It is not enough to go on repeating that Jammu and Kashmir has immense potential for tourism or eco-tourism. What matters is translating the concepts into practice. Tourism is a concept that needs practical implementation and not just imagination without action.There are essentially some fundamental drawbacks in state policy towards eco-tourism. Whenever the Government circles or the senior functionaries in the Department of Tourism talk of widening and deepening the activities of Tourism Department, it remains confined to the valley of Kashmir and its known tourist destinations. This is a very short vision of State tourism. We need to remember that all the three regions are rich in terms of potential for eco-tourism and therefore whenever a vision paper on eco-tourism is to be considered for finalization all the three regions have to taken into account. Not only that, why should the Tourism Department remain confined to two or three places in the Valley traditionally considered the tourist destinations of much interest.
Conceptually eco-tourism would be highly suitable for our State given our geography, topography and natural environs. What does eco-tourism actually mean and how is it slightly different from normal tourism? This has been defined in the draft policy scripted by the Forest Department and then placed by the Government in the public domain to know the views of the interested persons in civil society. It is a different matter that no tangible response has come from the civil society and that has led to non-seriousness on the part of the Government in pursuing the draft policy to formalization stage. The definition runs as this: For identification of sites and development of facilities, the draft policy lays thrust on encouraging use of eco-friendly materials naturally available in the locality for construction, avoiding use of concrete structures and buildings at eco-tourism sites, providing appropriate facilities to meet the basic needs of stay of the tourists, promotion of renewable energy systems and water harvesting as far as possible and ensuring compliance with the provisions of J&K Forest (Conservation) Act while developing facilities in connection with eco-tourism. Actually eco-tourism concept originated in the western countries where it was belatedly realized that using locally available building material like timber, stones, bricks mud etc, ought to replace concrete boiling material in order to preserve the environment and ecology of the area. Unfortunately wanton destruction of great natural wealth of our state meaning the tall trees and other forest products has caused great damage to our environs and to economy both.
It is sad that the draft of eco-tourism has not been finally approved. Most interesting aspect is that eco-tourism was included as one of the strategies in the J&K State Forest Policy 2011 and under its Section 4.13 steps have been explained to promote and popularize eco-tourism in the State. However, this aspect of the Forest Policy has largely remained un-implemented till date. Had this provision been implemented eco-tourism potential could have been tapped up to large extent during the past six years.
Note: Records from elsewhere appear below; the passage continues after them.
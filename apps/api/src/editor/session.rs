use tracing::debug;

use crate::editor::edits::{apply_edit, changes_structure, EditError, TemplateEdit};
use crate::editor::moves::{apply_move, MoveRejected, MoveRequest};
use crate::reconcile::{reconcile, restore_hidden_group};
use crate::schema::SchemaCatalog;
use crate::template::index::SectionIndex;
use crate::template::model::Template;

/// An open template: reconciled against the live schema, hidden group restored,
/// and a section index kept in step with every mutation.
#[derive(Debug, Clone)]
pub struct EditSession {
    template: Template,
    index: SectionIndex,
}

impl EditSession {
    pub fn open(mut template: Template, catalog: &SchemaCatalog) -> Self {
        let groups = std::mem::take(&mut template.groups);
        template.groups = reconcile(groups, catalog);
        restore_hidden_group(&mut template.groups, catalog);
        let index = SectionIndex::build(&template.groups);
        debug!(sections = index.len(), "Opened template session");
        EditSession { template, index }
    }

    pub fn apply_move(&mut self, request: &MoveRequest) -> Result<(), MoveRejected> {
        apply_move(&mut self.template.groups, &self.index, request)?;
        self.index = SectionIndex::build(&self.template.groups);
        Ok(())
    }

    pub fn apply_edit(&mut self, edit: &TemplateEdit) -> Result<(), EditError> {
        apply_edit(&mut self.template, &self.index, edit)?;
        if changes_structure(edit) {
            self.index = SectionIndex::build(&self.template.groups);
        }
        Ok(())
    }

    #[cfg(test)]
    pub fn template(&self) -> &Template {
        &self.template
    }

    #[cfg(test)]
    pub fn index(&self) -> &SectionIndex {
        &self.index
    }

    pub fn into_template(self) -> Template {
        self.template
    }
}

#[cfg(test)]
mod tests {
    use super::*;
    use crate::editor::moves::{Location, MoveDomain};
    use crate::schema::tests::schema_row;
    use crate::template::model::HIDDEN_GROUP_ID;
    use serde_json::json;

    fn catalog() -> SchemaCatalog {
        SchemaCatalog::from_rows(&[
            schema_row("DS01", "Education", json!({"Degree": "degree", "Year": "year"})),
            schema_row("DS02", "Awards", json!({"Award": "award"})),
        ])
    }

    #[test]
    fn test_open_restores_hidden_group_for_saved_template() {
        let saved = Template::new("Annual CV", "faculty", std::iter::empty()).without_hidden_group();
        let session = EditSession::open(saved, &catalog());
        let groups = &session.template().groups;
        assert_eq!(groups.len(), 1);
        assert_eq!(groups[0].id, HIDDEN_GROUP_ID);
        assert_eq!(groups[0].prepared_sections.len(), 2);
        assert!(session.index().contains("DS02"));
    }

    #[test]
    fn test_index_follows_moves_and_group_edits() {
        let mut session = EditSession::open(
            Template::new("Annual CV", "faculty", std::iter::empty()),
            &catalog(),
        );
        session
            .apply_edit(&TemplateEdit::AddGroup {
                title: "Education".to_string(),
            })
            .unwrap();
        let group_id = session.template().groups[0].id.clone();
        assert_eq!(session.index().locate("DS01").unwrap().group_index, 1);

        session
            .apply_move(&MoveRequest {
                domain: MoveDomain::Section,
                source: Location::new(HIDDEN_GROUP_ID, 0),
                destination: Location::new(group_id, 0),
            })
            .unwrap();
        assert_eq!(session.index().locate("DS01").unwrap().group_index, 0);

        session
            .apply_edit(&TemplateEdit::RenameSection {
                section_id: "DS01".to_string(),
                title: Some("Degrees".to_string()),
            })
            .unwrap();
        let template = session.into_template();
        assert_eq!(
            template.groups[0].prepared_sections[0].display_title(),
            "Degrees"
        );
    }

    #[test]
    fn test_rejected_move_leaves_tree_untouched() {
        let mut session = EditSession::open(
            Template::new("Annual CV", "faculty", std::iter::empty()),
            &catalog(),
        );
        let before = session.template().clone();
        let err = session
            .apply_move(&MoveRequest {
                domain: MoveDomain::Group,
                source: Location::new("", 0),
                destination: Location::new("", 0),
            })
            .unwrap_err();
        assert_eq!(err, MoveRejected::HiddenGroupPinned);
        assert_eq!(session.template(), &before);
    }
}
In final analysis, authorities concerned have to show seriousness in promoting eco-tourism in the State with so many benefits. It generates economy and flow of money, it provides employment opportunities and it leads to the creation of a tourist-friendly environment which we need the most. It may also be mentioned here that owing to climatic, topographic and cultural variations among the three regions of the State, it would be advisable to make the draft report comprehensive so as to encompass specificities of eco-tourism vision in all the three regions of the State.